Niall Ferguson, on the events of January 6, 2021. Publius comments.

Niall Ferguson in his search for historical analogies to the events of January 6, 2021, and the political phenomenon of Trump and Trumpism leads to – his rambling essay is chock-a-block with these examples: Plague and political irrationalism are twin political phenomenon

“History of the Peloponnesian War,” by Thucydides and the plague of 430 and 426 & the Oligarchy in 411

The Black Death in 1340 , Cross-Bearers, Flagellant Brethren or Brethren of the Cross,

The Spanish Influenza of 1918-1919, Vladimir Ilyich Lenin and his fellow Bolsheviks, (with walk-on by Winston Churchill and Herbert Hoover) explicitly referred to the “plague of Bolshevism.”

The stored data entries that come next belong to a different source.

//! Request and reply shapes exchanged with the engine's HTTP API.

use crate::error::ApiResult;
use desk_core::{Position, ProgressUpdate, TaskSubmission};
use serde::Deserialize;
use serde_json::{Map, Value};

// ============================================================================
// Endpoints
// ============================================================================

pub const POSITIONS_PATH: &str = "/api/positions";
pub const SETTINGS_PATH: &str = "/api/settings";
pub const STATUS_PATH: &str = "/api/status";
pub const START_TRADING_PATH: &str = "/api/trading/start";
pub const STOP_TRADING_PATH: &str = "/api/trading/stop";
pub const SYNC_SLTP_PATH: &str = "/api/trading/sync-sltp";
pub const CLOSE_POSITION_PATH: &str = "/api/positions/close";
pub const CLOSE_BY_SIDE_PATH: &str = "/api/positions/close-by-side";
pub const CLOSE_MULTIPLE_PATH: &str = "/api/positions/close-multiple";

/// Credential header attached when authenticated.
pub const ACCESS_KEY_HEADER: &str = "X-API-KEY";

// ============================================================================
// Replies
// ============================================================================

/// `GET /api/settings` body.
///
/// `user_settings` is kept untyped: merging it over the default template is
/// the settings synchronizer's job.
#[derive(Debug, Clone, Default, PartialEq, Deserialize)]
pub struct RemoteSettings {
    #[serde(default)]
    pub user_settings: Map<String, Value>,
    #[serde(default, alias = "all_available_coins")]
    pub available_coins: Vec<String>,
    #[serde(default)]
    pub available_long_coins: Vec<String>,
    #[serde(default)]
    pub available_short_coins: Vec<String>,
}

/// `GET /api/status` body: the engine's view of the current run.
#[derive(Debug, Clone, Default, PartialEq, Deserialize)]
pub struct ServiceStatus {
    #[serde(default, alias = "isRunning")]
    pub is_running: bool,
    #[serde(default)]
    pub message: Option<String>,
    /// Progress of the running task, when the engine reports one.
    #[serde(default)]
    pub progress: Option<ProgressUpdate>,
}

/// Acknowledgement body of a task or stop request.
#[derive(Debug, Clone, Default, PartialEq, Deserialize)]
pub struct Ack {
    #[serde(default)]
    pub message: Option<String>,
}

/// Completion of an outbound call, delivered back to the console as an
/// ordinary input.
#[derive(Debug)]
pub enum ApiReply {
    Positions(ApiResult<Vec<Position>>),
    Settings(ApiResult<RemoteSettings>),
    SettingsSaved(ApiResult<()>),
    TaskSubmitted {
        request_id: String,
        result: ApiResult<Ack>,
    },
    StopRequested(ApiResult<Ack>),
    Status(ApiResult<ServiceStatus>),
    /// The engine rejected the credential; the store has been cleared.
    CredentialRejected { status: u16 },
}

impl ApiReply {
    /// Label for logs and metrics.
    pub fn kind(&self) -> &'static str {
        match self {
            Self::Positions(_) => "positions",
            Self::Settings(_) => "settings",
            Self::SettingsSaved(_) => "settings_saved",
            Self::TaskSubmitted { .. } => "task_submitted",
            Self::StopRequested(_) => "stop_requested",
            Self::Status(_) => "status",
            Self::CredentialRejected { .. } => "credential_rejected",
        }
    }
}

/// An outbound call, as recorded by [`crate::RecordingRequestLayer`].
#[derive(Debug, Clone, PartialEq)]
pub enum ApiCall {
    FetchPositions,
    FetchSettings,
    SaveSettings(Map<String, Value>),
    SubmitTask(TaskSubmission),
    RequestStop,
    FetchStatus,
}
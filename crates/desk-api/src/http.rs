//! reqwest-backed request layer.
//!
//! Each call is spawned onto the tokio runtime and reports completion on an
//! unbounded reply channel. A 401/403 from the engine clears the stored
//! credential and emits [`ApiReply::CredentialRejected`] ahead of the failed
//! call's own reply.

use crate::credentials::CredentialStore;
use crate::error::{ApiError, ApiResult};
use crate::layer::RequestLayer;
use crate::types::{
    Ack, ApiReply, RemoteSettings, ServiceStatus, ACCESS_KEY_HEADER, POSITIONS_PATH,
    SETTINGS_PATH, STATUS_PATH, STOP_TRADING_PATH,
};
use desk_core::{Position, TaskSubmission};
use reqwest::{Client, RequestBuilder, StatusCode};
use serde::de::DeserializeOwned;
use serde_json::{Map, Value};
use std::future::Future;
use std::time::Duration;
use tokio::sync::mpsc;
use tracing::{debug, info, warn};

/// Default timeout for API requests.
pub const DEFAULT_TIMEOUT: Duration = Duration::from_secs(10);

#[derive(Clone)]
struct HttpCore {
    client: Client,
    base_url: String,
    credentials: CredentialStore,
    replies: mpsc::UnboundedSender<ApiReply>,
}

impl HttpCore {
    fn url(&self, path: &str) -> String {
        format!("{}{}", self.base_url, path)
    }

    fn authorize(&self, request: RequestBuilder) -> RequestBuilder {
        match self.credentials.header_value() {
            Some(key) => request.header(ACCESS_KEY_HEADER, key.as_str()),
            None => request,
        }
    }

    async fn execute<T: DeserializeOwned>(&self, request: RequestBuilder) -> ApiResult<T> {
        let response = self
            .authorize(request)
            .send()
            .await
            .map_err(|e| ApiError::HttpClient(format!("HTTP request failed: {e}")))?;

        let status = response.status();
        if status == StatusCode::UNAUTHORIZED || status == StatusCode::FORBIDDEN {
            warn!(status = status.as_u16(), "Engine rejected the access key, clearing it");
            self.credentials.clear();
            self.reply(ApiReply::CredentialRejected {
                status: status.as_u16(),
            });
            return Err(ApiError::Unauthorized(status.as_u16()));
        }
        if !status.is_success() {
            let body = response.text().await.unwrap_or_default();
            return Err(ApiError::Status {
                status: status.as_u16(),
                body,
            });
        }

        response
            .json()
            .await
            .map_err(|e| ApiError::InvalidResponse(format!("Failed to parse response: {e}")))
    }

    async fn get<T: DeserializeOwned>(&self, path: &str) -> ApiResult<T> {
        debug!(path, "GET");
        self.execute(self.client.get(self.url(path))).await
    }

    async fn post<T: DeserializeOwned>(&self, path: &str, body: &Value) -> ApiResult<T> {
        debug!(path, "POST");
        self.execute(self.client.post(self.url(path)).json(body)).await
    }

    fn reply(&self, reply: ApiReply) {
        if self.replies.send(reply).is_err() {
            debug!("Reply receiver dropped");
        }
    }

    /// Run `call` in the background and deliver its reply.
    fn spawn<F, Fut>(&self, call: F)
    where
        F: FnOnce(HttpCore) -> Fut + Send + 'static,
        Fut: Future<Output = ApiReply> + Send + 'static,
    {
        let core = self.clone();
        tokio::spawn(async move {
            let replies = core.replies.clone();
            let reply = call(core).await;
            let _ = replies.send(reply);
        });
    }
}

/// Request layer talking to the engine over HTTP.
pub struct HttpRequestLayer {
    core: HttpCore,
}

impl HttpRequestLayer {
    /// Build a client for the engine at `base_url` (no trailing slash).
    pub fn new(
        base_url: impl Into<String>,
        timeout: Duration,
        credentials: CredentialStore,
        replies: mpsc::UnboundedSender<ApiReply>,
    ) -> ApiResult<Self> {
        let client = Client::builder()
            .timeout(timeout)
            .build()
            .map_err(|e| ApiError::HttpClient(format!("Failed to create HTTP client: {e}")))?;

        let base_url = base_url.into().trim_end_matches('/').to_string();
        info!(%base_url, authenticated = credentials.is_authenticated(), "Request layer ready");

        Ok(Self {
            core: HttpCore {
                client,
                base_url,
                credentials,
                replies,
            },
        })
    }

    pub fn credentials(&self) -> &CredentialStore {
        &self.core.credentials
    }
}

impl RequestLayer for HttpRequestLayer {
    fn fetch_positions(&self) {
        self.core.spawn(|core| async move {
            ApiReply::Positions(core.get::<Vec<Position>>(POSITIONS_PATH).await)
        });
    }

    fn fetch_settings(&self) {
        self.core.spawn(|core| async move {
            ApiReply::Settings(core.get::<RemoteSettings>(SETTINGS_PATH).await)
        });
    }

    fn save_settings(&self, snapshot: Map<String, Value>) {
        self.core.spawn(move |core| async move {
            let body = Value::Object(snapshot);
            let result = core.post::<Value>(SETTINGS_PATH, &body).await.map(|_| ());
            ApiReply::SettingsSaved(result)
        });
    }

    fn submit_task(&self, submission: TaskSubmission) {
        self.core.spawn(move |core| async move {
            let result = core
                .post::<Ack>(&submission.endpoint, &submission.payload)
                .await;
            ApiReply::TaskSubmitted {
                request_id: submission.request_id,
                result,
            }
        });
    }

    fn request_stop(&self) {
        self.core.spawn(|core| async move {
            ApiReply::StopRequested(core.post::<Ack>(STOP_TRADING_PATH, &Value::Null).await)
        });
    }

    fn fetch_status(&self) {
        self.core.spawn(|core| async move {
            ApiReply::Status(core.get::<ServiceStatus>(STATUS_PATH).await)
        });
    }
}
//! Access key storage shared between the request layer and the console.

use parking_lot::RwLock;
use std::sync::Arc;
use zeroize::Zeroizing;

/// Shared handle to the engine access key. Clones share the same slot.
///
/// The key is wiped from memory when replaced or cleared.
#[derive(Clone, Default)]
pub struct CredentialStore {
    key: Arc<RwLock<Option<Zeroizing<String>>>>,
}

impl std::fmt::Debug for CredentialStore {
    fn fmt(&self, f: &mut std::fmt::Formatter<'_>) -> std::fmt::Result {
        f.debug_struct("CredentialStore")
            .field("authenticated", &self.is_authenticated())
            .finish()
    }
}

impl CredentialStore {
    /// Store seeded with `key`; empty keys count as absent.
    pub fn new(key: Option<String>) -> Self {
        let store = Self::default();
        if let Some(key) = key {
            store.set(key);
        }
        store
    }

    /// Replace the key. An empty key is ignored.
    pub fn set(&self, key: impl Into<String>) {
        let key = key.into();
        if key.is_empty() {
            return;
        }
        *self.key.write() = Some(Zeroizing::new(key));
    }

    pub fn clear(&self) {
        self.key.write().take();
    }

    pub fn is_authenticated(&self) -> bool {
        self.key.read().is_some()
    }

    /// Copy of the current key, for attaching to a request.
    pub fn header_value(&self) -> Option<Zeroizing<String>> {
        self.key.read().clone()
    }
}
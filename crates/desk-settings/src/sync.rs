//! Settings synchronizer.
//!
//! Keeps the in-memory [`ConfigSnapshot`] and persists it through the request
//! layer. Every mutation arms the `SettingsSave` timer for the debounce window;
//! re-arming supersedes, so a burst of edits ends in a single save of the
//! latest state. Nothing is saved until a load has succeeded.

use crate::error::{SettingsError, SettingsResult};
use crate::snapshot::ConfigSnapshot;
use desk_api::{ApiResult, RemoteSettings, RequestLayer};
use desk_core::{LogEntry, Scheduler, Timer};
use std::time::Duration;
use tracing::{debug, info, warn};

/// Default debounce window between the last edit and the save.
pub const DEFAULT_DEBOUNCE: Duration = Duration::from_millis(1_000);

/// Where the synchronizer is in its load lifecycle.
#[derive(Debug, Clone, Copy, PartialEq, Eq)]
pub enum LoadPhase {
    /// Never loaded, or the last load failed. Saves are suppressed.
    Unloaded,
    /// A load is in flight. Saves are suppressed.
    Loading,
    /// Loaded; edits are persisted.
    Ready,
}

/// Coin pools offered by the engine alongside the settings.
#[derive(Debug, Clone, Default, PartialEq, Eq)]
pub struct CoinPools {
    pub all: Vec<String>,
    pub long: Vec<String>,
    pub short: Vec<String>,
}

#[derive(Debug)]
pub struct SettingsSynchronizer {
    snapshot: ConfigSnapshot,
    pools: CoinPools,
    phase: LoadPhase,
    debounce: Duration,
    saves_sent: u64,
}

impl Default for SettingsSynchronizer {
    fn default() -> Self {
        Self::new(DEFAULT_DEBOUNCE)
    }
}

impl SettingsSynchronizer {
    pub fn new(debounce: Duration) -> Self {
        Self {
            snapshot: ConfigSnapshot::default(),
            pools: CoinPools::default(),
            phase: LoadPhase::Unloaded,
            debounce,
            saves_sent: 0,
        }
    }

    pub fn snapshot(&self) -> &ConfigSnapshot {
        &self.snapshot
    }

    pub fn pools(&self) -> &CoinPools {
        &self.pools
    }

    pub fn phase(&self) -> LoadPhase {
        self.phase
    }

    pub fn is_loaded(&self) -> bool {
        self.phase == LoadPhase::Ready
    }

    /// Number of saves handed to the request layer.
    pub fn saves_sent(&self) -> u64 {
        self.saves_sent
    }

    /// Start a load. Any pending save is dropped: the loaded copy replaces it.
    pub fn fetch(&mut self, api: &dyn RequestLayer, sched: &mut dyn Scheduler) {
        sched.cancel(Timer::SettingsSave);
        self.phase = LoadPhase::Loading;
        api.fetch_settings();
    }

    /// Apply a load result. Returns a log entry for the operator on failure.
    pub fn on_loaded(&mut self, result: ApiResult<RemoteSettings>) -> Option<LogEntry> {
        let remote = match result {
            Ok(remote) => remote,
            Err(e) => {
                warn!(error = %e, "Settings load failed, keeping current snapshot");
                self.phase = LoadPhase::Unloaded;
                return Some(LogEntry::error(
                    "Failed to load settings, check the engine service.",
                ));
            }
        };

        match ConfigSnapshot::merged(&remote.user_settings) {
            Ok(snapshot) => {
                self.snapshot = snapshot;
                self.pools = CoinPools {
                    all: remote.available_coins,
                    long: remote.available_long_coins,
                    short: remote.available_short_coins,
                };
                self.phase = LoadPhase::Ready;
                info!(
                    fields = remote.user_settings.len(),
                    coins = self.pools.all.len(),
                    "Settings loaded"
                );
                None
            }
            Err(e) => {
                warn!(error = %e, "Settings merge failed, keeping current snapshot");
                self.phase = LoadPhase::Unloaded;
                Some(LogEntry::error(format!("Failed to read settings: {e}")))
            }
        }
    }

    /// Mutate the snapshot and arm the debounced save. Returns whether a save
    /// was armed; edits made before a successful load stay local.
    pub fn update<F>(&mut self, edit: F, sched: &mut dyn Scheduler) -> bool
    where
        F: FnOnce(&mut ConfigSnapshot),
    {
        edit(&mut self.snapshot);
        if self.phase != LoadPhase::Ready {
            debug!(phase = ?self.phase, "Settings edited before load, save suppressed");
            return false;
        }
        sched.schedule(Timer::SettingsSave, self.debounce);
        true
    }

    /// Replace the long/short coin pools selected for trading.
    pub fn set_coin_lists(
        &mut self,
        long: Vec<String>,
        short: Vec<String>,
        sched: &mut dyn Scheduler,
    ) -> bool {
        self.update(
            |s| {
                s.long_coin_list = long;
                s.short_coin_list = short;
            },
            sched,
        )
    }

    /// Send the complete snapshot now.
    pub fn save_now(&mut self, api: &dyn RequestLayer, sched: &mut dyn Scheduler) -> SettingsResult<()> {
        sched.cancel(Timer::SettingsSave);
        if self.phase != LoadPhase::Ready {
            return Err(SettingsError::NotLoaded);
        }
        let body = self.snapshot.to_map()?;
        self.saves_sent += 1;
        debug!(saves_sent = self.saves_sent, "Saving settings");
        api.save_settings(body);
        Ok(())
    }

    /// Handle an expired timer. Timers owned by other components are ignored.
    pub fn on_timer(
        &mut self,
        api: &dyn RequestLayer,
        sched: &mut dyn Scheduler,
        timer: Timer,
    ) -> SettingsResult<()> {
        if timer != Timer::SettingsSave {
            return Ok(());
        }
        self.save_now(api, sched)
    }

    /// Save result, as an operator log entry. Failures are not retried; the
    /// next edit saves again.
    pub fn on_saved(&mut self, result: ApiResult<()>) -> LogEntry {
        match result {
            Ok(()) => LogEntry::success("Settings saved."),
            Err(e) => {
                warn!(error = %e, "Settings save failed");
                LogEntry::error(format!("Failed to save settings: {e}"))
            }
        }
    }
}
//! Prometheus metrics and structured logging for the desk console.
//!
//! - Structured logging with tracing (JSON in production, pretty otherwise)
//! - Prometheus metrics for link health, frame routing, task submission and
//!   settings persistence

pub mod error;
pub mod logging;
pub mod metrics;

pub use error::{TelemetryError, TelemetryResult};
pub use logging::init_logging;
pub use metrics::Metrics;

The plague metaphor still remains but ‘evolves’ into the biological .

Adolf Hitler — used similar biological metaphors (“racial tuberculosis”) 

Hitler had “saved all Europe from the red plague of Bolshevism,” in the words of the German-American poet George Sylvester Viereck.

This search for analogies is interrupted by three paragraphs of his own observations on the events of January 6, 2021. To speak bluntly, nothing like what might be considered insightful. Ferguson returns to the subject of historical analogies:

 Cromwell’s dissolution of England’s Long Parliament in 1653?

The dissolution of the French National Assembly by Louis Napoleon Bonaparte in 1851? 

How about Mussolini’s March on Rome in 1922?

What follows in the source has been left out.